The exhaustion, anger, emotion, fatigue? That’s the shift itself... and when you reach the right statements, you will find the relief from what you are feeling in that moment. When you stop and take a break until you feel better, you just ensure that you have to go through all of that again and dredge up and relive all that emotion again. When things get hectic is when you knuckle down deeper into your shift... so yes, take the day off, but spend it shifting instead of vegging. In the beginning, it will be hell to try to force yourself to move forward when you feel that bad, so you probably need to contact a healer to help you. Good healers will be able to do distance healing work on you if necessary, to help you reconcile and release stuff. However, you want to get to a point of coaching and mentoring style work as quickly as possible.
The way that coaching and mentoring style work differs is that it happens on the conscious level, so when you take that approach, you learn from the coach or mentor how to do this for yourself – it becomes a conscious skill you can call on at a later stage. You’ll need that, because this is never the last time you’ll spend in this place. We spend our whole journeys trying to avoid pain and trying to gain immediate personal happiness, and then when it gets to the kitchen sink work of the spiritual journey – like feeling the stuff that lies inside us – we fall over because we have no skills or stamina to manage it. At its core, regardless of the modalities you apply, journey, healing and development work is about bringing stuff to consciousness – which means processing it with our conscious minds.

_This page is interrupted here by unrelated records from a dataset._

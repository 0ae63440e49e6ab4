//! Match-Handler – Zufalls-Matchmaking
//!
//! `find-random` reiht die Verbindung in die FIFO-Warteschlange ein; nach
//! jeder Einreihung laeuft der Match-Schritt und koppelt so lange Paare,
//! wie die Schlange mindestens zwei lebende Eintraege hat.
//!
//! ## not-ready Politik
//! Meldet ein Client nach `match-found` dass seine WebRTC-Voraussetzungen
//! fehlen, wird die Paarung aufgeloest: der Partner war bereit und kommt
//! vorne in die Schlange zurueck (bevorzugte Wieder-Vermittlung), der
//! Ablehnende faellt auf idle zurueck und muss erneut `find-random`
//! senden – ein sofortiger neuer Versuch wuerde nur das naechste
//! fehlgeschlagene Match produzieren.

use anruf_protocol::SignalEvent;
use std::sync::Arc;

use crate::dispatcher::DispatcherContext;
use crate::pairing::PaarungsArt;
use crate::server_state::SignalingState;

/// Verarbeitet `find-random`: einreihen und Match-Schritt anstossen
///
/// No-op (geloggt) wenn die Verbindung bereits wartet oder gekoppelt ist.
pub fn handle_find_random(
    ctx: &DispatcherContext,
    state: &Arc<SignalingState>,
) -> Option<SignalEvent> {
    if state.pairings.ist_gekoppelt(&ctx.verbindung) {
        tracing::debug!(
            verbindung = %ctx.verbindung,
            "find-random waehrend aktiver Paarung – ignoriert"
        );
        return None;
    }

    if !state.queue.einreihen(ctx.verbindung) {
        // bereits wartend, geloggter No-op in der Queue
        return None;
    }

    match_schritt(state);
    Some(SignalEvent::WaitingForMatch)
}

/// Verarbeitet `cancel-search`: nimmt die Verbindung aus der Schlange
///
/// Idempotent – ein Cancel ohne laufende Suche ist ein No-op.
pub fn handle_cancel_search(
    ctx: &DispatcherContext,
    state: &Arc<SignalingState>,
) -> Option<SignalEvent> {
    if state.queue.entfernen(&ctx.verbindung) {
        tracing::info!(verbindung = %ctx.verbindung, "Suche abgebrochen");
    } else {
        tracing::debug!(verbindung = %ctx.verbindung, "cancel-search ohne laufende Suche");
    }
    None
}

/// Verarbeitet `not-ready`: Match-Ablehnung nach `match-found`
///
/// Gilt nur fuer vermittelte Paarungen. Waehrend eines Direktanrufs wird
/// das Event verworfen – der Anrufer hat nie `find-random` gesendet und
/// gehoert nicht in die Schlange.
pub fn handle_not_ready(
    ctx: &DispatcherContext,
    state: &Arc<SignalingState>,
) -> Option<SignalEvent> {
    match state.pairings.art_von(&ctx.verbindung) {
        Some(PaarungsArt::Vermittlung) => {}
        Some(PaarungsArt::Direktanruf) => {
            tracing::debug!(
                verbindung = %ctx.verbindung,
                "not-ready waehrend Direktanruf – verworfen"
            );
            return None;
        }
        None => {
            tracing::debug!(verbindung = %ctx.verbindung, "not-ready ohne aktive Paarung – ignoriert");
            return None;
        }
    }

    let Some(partner) = state.pairings.entkoppeln(&ctx.verbindung) else {
        return None;
    };

    tracing::info!(
        verbindung = %ctx.verbindung,
        partner = %partner,
        "Match abgelehnt – Partner wird neu vermittelt"
    );

    if state.broadcaster.ist_erreichbar(&partner) {
        state.queue.vorne_einreihen(partner);
        state
            .broadcaster
            .an_verbindung_senden(&partner, SignalEvent::WaitingForMatch);
        match_schritt(state);
    }
    None
}

/// Koppelt so lange Paare wie die Schlange zwei lebende Eintraege hergibt
///
/// Der zuerst gezogene (am laengsten wartende) wird Initiator. Jede Seite
/// erfaehrt nur das Verbindungs-Handle des Partners.
pub(crate) fn match_schritt(state: &Arc<SignalingState>) {
    while let Some((initiator, responder)) = state
        .queue
        .naechstes_paar(|v| state.broadcaster.ist_erreichbar(v))
    {
        if !state
            .pairings
            .koppeln(initiator, responder, PaarungsArt::Vermittlung)
        {
            // Gekoppelte duerfen nicht in der Schlange stehen; den stalen
            // Eintrag verwerfen, die freie Seite behaelt ihre Prioritaet
            tracing::warn!(
                initiator = %initiator,
                responder = %responder,
                "Match-Schritt traf bereits gekoppelte Verbindung"
            );
            if !state.pairings.ist_gekoppelt(&responder) {
                state.queue.vorne_einreihen(responder);
            }
            if !state.pairings.ist_gekoppelt(&initiator) {
                state.queue.vorne_einreihen(initiator);
            }
            continue;
        }

        state
            .broadcaster
            .an_verbindung_senden(&initiator, SignalEvent::match_found(responder, true));
        state
            .broadcaster
            .an_verbindung_senden(&responder, SignalEvent::match_found(initiator, false));
    }
}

The part of us that is awake that we think of as “me”. So with insights you understand this... you’re fumbling around in the dark and suddenly you get an “aha” moment or insight that comes to your conscious mind and you feel the release. Usually accompanied by a “duh – how was I that daft previously?” Do you see the pattern above about how it’s when the thought becomes conscious that you get relief? Okay good. Now – understand that your emotions and thoughts work in exactly the same way. So when you bottle an emotion up, or ignore it, or let it play out or settle, what you are doing is keeping it at the subconscious level. When it’s subconscious it can hurt and unsettle you... just think about the chaos a few seconds before you have the conscious thought? That moment before the “duh”.... it was chaos that led you to seek an answer or insight in the first place. It’s the same chaos that you’re experiencing in these emotions and thoughts, and the physical state you’re in, at the moment you need to “rest” before you come back and face this again. So, it stands to reason that you release that emotional, mental and physical state in the same way: by bringing the awareness to consciousness. Why does it feel so bad when you’re doing it? First because you spend so much time avoiding doing it that you have no stamina to do it, and secondly because it is made up of a bunch of insights or aha moments, all of which have to be brought to awareness.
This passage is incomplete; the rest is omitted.